──────── Source material

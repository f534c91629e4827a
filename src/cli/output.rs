//! CLI output formatting utilities.

use console::style;
use indicatif::{ProgressBar, ProgressStyle};

/// Output helper for CLI formatting.
pub struct Output;

impl Output {
    /// Print an info message.
    pub fn info(msg: &str) {
        println!("{} {}", style(">>").cyan().bold(), msg);
    }

    /// Print a success message.
    pub fn success(msg: &str) {
        println!("{} {}", style(">>").green().bold(), msg);
    }

    /// Print a warning message.
    pub fn warning(msg: &str) {
        eprintln!("{} {}", style(">>").yellow().bold(), msg);
    }

    /// Print an error message.
    pub fn error(msg: &str) {
        eprintln!("{} {}", style(">>").red().bold(), msg);
    }

    /// Print a header.
    pub fn header(msg: &str) {
        println!("\n{}", style(msg).bold().underlined());
    }

    /// Print a key-value pair.
    pub fn kv(key: &str, value: &str) {
        println!("  {}: {}", style(key).dim(), value);
    }

    /// Print a list item.
    pub fn list_item(msg: &str) {
        println!("  {} {}", style("*").cyan(), msg);
    }

    /// Print one scraped video line.
    pub fn video_item(title: &str, duration: &str) {
        if duration.is_empty() {
            println!("  {} {}", style("*").cyan(), style(title).bold());
        } else {
            println!(
                "  {} {} ({})",
                style("*").cyan(),
                style(title).bold(),
                style(duration).dim()
            );
        }
    }

    /// Create a progress bar.
    pub fn progress_bar(len: u64, msg: &str) -> ProgressBar {
        let pb = ProgressBar::new(len);
        pb.set_style(
            ProgressStyle::default_bar()
                .template("{spinner:.green} [{elapsed_precise}] [{bar:40.cyan/blue}] {pos}/{len} {msg}")
                .unwrap()
                .progress_chars("#>-"),
        );
        pb.set_message(msg.to_string());
        pb
    }

    /// Create a spinner.
    pub fn spinner(msg: &str) -> ProgressBar {
        let pb = ProgressBar::new_spinner();
        pb.set_style(
            ProgressStyle::default_spinner()
                .template("{spinner:.green} {msg}")
                .unwrap(),
        );
        pb.set_message(msg.to_string());
        pb.enable_steady_tick(std::time::Duration::from_millis(100));
        pb
    }
}
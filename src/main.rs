//! Snakk CLI entry point.

use anyhow::Result;
use clap::Parser;
use snakk::cli::{commands, Cli, Commands};
use snakk::config::Settings;
use tracing_subscriber::{layer::SubscriberExt, util::SubscriberInitExt, EnvFilter};

#[tokio::main]
async fn main() -> Result<()> {
    let cli = Cli::parse();

    // Load configuration
    let config_path = cli.config.as_ref().map(std::path::PathBuf::from);
    let settings = Settings::load_from(config_path.as_ref())?;

    // Initialize logging
    let log_level = match cli.verbose {
        0 => settings.general.log_level.clone(),
        1 => "info".to_string(),
        2 => "debug".to_string(),
        _ => "trace".to_string(),
    };

    tracing_subscriber::registry()
        .with(EnvFilter::new(
            std::env::var("RUST_LOG").unwrap_or_else(|_| format!("snakk={}", log_level)),
        ))
        .with(tracing_subscriber::fmt::layer().with_target(false))
        .init();

    // Ensure data directories exist
    std::fs::create_dir_all(settings.data_dir())?;
    std::fs::create_dir_all(settings.transcript_dir())?;

    // Execute command
    match &cli.command {
        Commands::Init => {
            commands::run_init(&settings)?;
        }

        Commands::Doctor => {
            commands::run_doctor(&settings)?;
        }

        Commands::Run { url, max_videos } => {
            commands::run_single(url.clone(), *max_videos, settings).await?;
        }

        Commands::Batch {
            urls,
            file,
            max_videos,
            use_tasks,
            skip_chat,
        } => {
            commands::run_batch(
                urls.clone(),
                file.clone(),
                *max_videos,
                *use_tasks,
                *skip_chat,
                settings,
            )
            .await?;
        }

        Commands::Chat { model } => {
            commands::run_chat(model.clone(), settings).await?;
        }

        Commands::Files { action } => {
            commands::run_files(action, settings).await?;
        }

        Commands::Config { action } => {
            commands::run_config(action, settings, config_path.as_ref())?;
        }
    }

    Ok(())
}
//! Files command: inspect or purge transcripts uploaded to Gemini.

use crate::cli::preflight::{self, Operation};
use crate::cli::{FilesAction, Output};
use crate::config::Settings;
use crate::gemini::GeminiClient;
use anyhow::Result;
use console::style;
use std::io::{self, Write};

/// Run the files command.
pub async fn run_files(action: &FilesAction, settings: Settings) -> Result<()> {
    if let Err(e) = preflight::check(Operation::Files) {
        Output::error(&format!("{}", e));
        Output::info("Run 'snakk doctor' for detailed diagnostics.");
        return Err(e.into());
    }

    let mut client = GeminiClient::new(preflight::gemini_key()?, settings.gemini.clone())?;

    match action {
        FilesAction::List => {
            let spinner = Output::spinner("Fetching file list...");
            let files = client.list_files().await?;
            spinner.finish_and_clear();

            if files.is_empty() {
                Output::info("No files stored with Gemini.");
                return Ok(());
            }

            Output::header("Uploaded Files");
            for file in &files {
                let line = if file.display_name.is_empty() {
                    format!("{} ({})", file.name, file.state)
                } else {
                    format!("{} ({}, {})", file.display_name, file.name, file.state)
                };
                Output::list_item(&line);
            }
            println!();
            Output::info(&format!("{} file(s) total", files.len()));
        }

        FilesAction::Clear { yes } => {
            if !*yes && !prompt_confirm("Delete every file uploaded to Gemini?")? {
                Output::info("Cancelled.");
                return Ok(());
            }

            let spinner = Output::spinner("Deleting files...");
            let deleted = client.clear_all_files().await?;
            spinner.finish_and_clear();

            if deleted == 0 {
                Output::info("Nothing to delete.");
            } else {
                Output::success(&format!("Deleted {} file(s)", deleted));
            }
        }
    }

    Ok(())
}

fn prompt_confirm(message: &str) -> io::Result<bool> {
    print!("{} {} ", style("?").cyan(), message);
    print!("{} ", style("[y/N]").dim());
    io::stdout().flush()?;

    let mut input = String::new();
    io::stdin().read_line(&mut input)?;

    Ok(input.trim().to_lowercase() == "y" || input.trim().to_lowercase() == "yes")
}
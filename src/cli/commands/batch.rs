//! Batch command: fan out scrapes across many URLs, then chat.

use crate::chat::ChatSession;
use crate::cli::preflight::{self, Operation};
use crate::cli::Output;
use crate::config::Settings;
use crate::error::SnakkError;
use crate::gemini::GeminiClient;
use crate::scraper::{ApifyClient, BatchScraper, RequestMode};
use crate::source::{read_urls_file, Source};
use crate::transcript::TranscriptWriter;
use anyhow::Result;
use console::style;
use std::io::{self, Write};
use std::path::Path;
use std::sync::Arc;
use std::time::Duration;

use super::chat::{chat_loop, upload_transcripts};

/// Run the batch command.
pub async fn run_batch(
    mut urls: Vec<String>,
    file: Option<String>,
    mut max_videos: Option<u32>,
    mut use_tasks: bool,
    skip_chat: bool,
    settings: Settings,
) -> Result<()> {
    let operation = if skip_chat {
        Operation::ScrapeOnly
    } else {
        Operation::Scrape
    };
    if let Err(e) = preflight::check(operation) {
        Output::error(&format!("{}", e));
        Output::info("Run 'snakk doctor' for detailed diagnostics.");
        return Err(e.into());
    }

    if let Some(path) = &file {
        urls.extend(read_urls_file(Path::new(path))?);
    }

    if urls.is_empty() {
        let default_max = max_videos.unwrap_or(settings.scraper.max_videos);
        let answers = prompt_batch_input(default_max)?;
        urls = answers.urls;
        max_videos = Some(answers.max_videos);
        use_tasks = use_tasks || answers.use_tasks;
    }

    let max_videos = resolve_max_videos(max_videos, &settings)?;
    let mode = if use_tasks {
        RequestMode::Task
    } else {
        RequestMode::Direct
    };

    scrape_and_chat(urls, max_videos, mode, skip_chat, settings).await
}

/// Shared pipeline: classify, scrape, materialize, then upload and chat.
pub(crate) async fn scrape_and_chat(
    urls: Vec<String>,
    max_videos: u32,
    mode: RequestMode,
    skip_chat: bool,
    settings: Settings,
) -> Result<()> {
    let sources: Vec<Source> = urls.iter().map(|url| Source::classify(url)).collect();

    let scraper = Arc::new(ApifyClient::new(
        preflight::apify_token()?,
        settings.scraper.clone(),
    )?);
    let batcher = BatchScraper::new(
        scraper,
        settings.scraper.max_concurrent,
        Duration::from_secs(settings.scraper.source_timeout_seconds),
    );

    let spinner = Output::spinner(&format!("Scraping {} source(s)...", sources.len()));
    let result = batcher.scrape_all(sources, max_videos, mode).await;
    spinner.finish_and_clear();

    for source in &result.skipped {
        Output::warning(&format!(
            "Skipped {} (not a recognizable YouTube URL)",
            source.url
        ));
    }
    for failure in &result.failures {
        Output::error(&format!("Failed {}: {}", failure.source.url, failure.reason));
    }

    if result.videos.is_empty() {
        return Err(
            SnakkError::Scrape("no videos were scraped from any source".to_string()).into(),
        );
    }

    Output::success(&format!(
        "Scraped {} video(s), {} with transcripts",
        result.videos.len(),
        result.videos_with_transcripts()
    ));
    for video in &result.videos {
        Output::video_item(&video.title, &video.duration);
    }

    let writer = TranscriptWriter::new(settings.transcript_dir());
    let summary = writer.write_all(&result.videos)?;
    let metadata_path = writer.save_metadata(&result.videos)?;
    tracing::debug!("Batch metadata saved to {}", metadata_path.display());

    println!();
    Output::info(&format!(
        "Wrote {} transcript(s) to {}",
        summary.written.len(),
        writer.output_dir().display()
    ));
    if summary.skipped_no_subtitles > 0 {
        Output::info(&format!(
            "{} video(s) had no subtitles and were skipped",
            summary.skipped_no_subtitles
        ));
    }

    if skip_chat {
        Output::info("Skipping chat. Run 'snakk chat' when you are ready.");
        return Ok(());
    }

    if summary.written.is_empty() {
        Output::warning("No transcripts to chat with.");
        return Ok(());
    }

    let mut gemini = GeminiClient::new(preflight::gemini_key()?, settings.gemini.clone())?;
    upload_transcripts(&mut gemini, &summary.written).await?;

    let mut session = ChatSession::new(gemini, &settings.chat);
    chat_loop(&mut session).await
}

pub(crate) fn resolve_max_videos(max_videos: Option<u32>, settings: &Settings) -> Result<u32> {
    let max = max_videos.unwrap_or(settings.scraper.max_videos);
    if max == 0 {
        return Err(SnakkError::InvalidInput("max videos must be at least 1".to_string()).into());
    }
    Ok(max)
}

struct BatchAnswers {
    urls: Vec<String>,
    max_videos: u32,
    use_tasks: bool,
}

/// Menu-driven URL entry for when the command was given nothing to scrape.
fn prompt_batch_input(default_max: u32) -> Result<BatchAnswers> {
    Output::header("Batch Scrape");
    println!();
    println!("How would you like to provide URLs?");
    println!("  {} Enter URLs one per line", style("1.").cyan());
    println!("  {} Load URLs from a file", style("2.").cyan());
    println!("  {} Single URL", style("3.").cyan());
    println!();

    let choice = prompt_line("Choice [1-3]:")?;
    let urls = match choice.as_str() {
        "1" => prompt_url_list()?,
        "2" => {
            let path = prompt_line("Path to URLs file:")?;
            read_urls_file(Path::new(&path))?
        }
        "3" => {
            let url = prompt_line("YouTube URL:")?;
            if url.is_empty() {
                Vec::new()
            } else {
                vec![url]
            }
        }
        other => {
            return Err(SnakkError::InvalidInput(format!("invalid choice: {}", other)).into());
        }
    };

    if urls.is_empty() {
        return Err(SnakkError::InvalidInput("no URLs provided".to_string()).into());
    }

    let max_videos = prompt_max_videos(default_max)?;
    let use_tasks = prompt_yes_no("Run sources through short-lived actor tasks?")?;

    Ok(BatchAnswers {
        urls,
        max_videos,
        use_tasks,
    })
}

fn prompt_url_list() -> Result<Vec<String>> {
    println!("Enter URLs, one per line (empty line to finish):");
    let mut urls = Vec::new();
    let stdin = io::stdin();
    loop {
        let mut line = String::new();
        if stdin.read_line(&mut line)? == 0 {
            break;
        }
        let line = line.trim();
        if line.is_empty() {
            break;
        }
        urls.push(line.to_string());
    }
    Ok(urls)
}

pub(crate) fn prompt_max_videos(default: u32) -> Result<u32> {
    let raw = prompt_line(&format!("Max videos per channel/playlist [{}]:", default))?;
    parse_max_videos(&raw, default)
}

fn parse_max_videos(raw: &str, default: u32) -> Result<u32> {
    if raw.is_empty() {
        return Ok(default);
    }
    let parsed: u32 = raw
        .parse()
        .map_err(|_| SnakkError::InvalidInput(format!("not a number: {}", raw)))?;
    if parsed == 0 {
        return Err(SnakkError::InvalidInput("max videos must be at least 1".to_string()).into());
    }
    Ok(parsed)
}

fn prompt_line(message: &str) -> io::Result<String> {
    print!("{} {} ", style("?").cyan(), message);
    io::stdout().flush()?;

    let mut input = String::new();
    io::stdin().read_line(&mut input)?;
    Ok(input.trim().to_string())
}

fn prompt_yes_no(message: &str) -> io::Result<bool> {
    print!("{} {} {} ", style("?").cyan(), message, style("[y/N]").dim());
    io::stdout().flush()?;

    let mut input = String::new();
    io::stdin().read_line(&mut input)?;
    let answer = input.trim().to_lowercase();
    Ok(answer == "y" || answer == "yes")
}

────────────────

Identify the lines above with the word "bold". Copy them.

        println!("{} {}", style(">>").cyan().bold(), msg);
        println!("{} {}", style(">>").green().bold(), msg);
        eprintln!("{} {}", style(">>").yellow().bold(), msg);
        eprintln!("{} {}", style(">>").red().bold(), msg);
        println!("\n{}", style(msg).bold().underlined());
            println!("  {} {}", style("*").cyan(), style(title).bold());
                style(title).bold(),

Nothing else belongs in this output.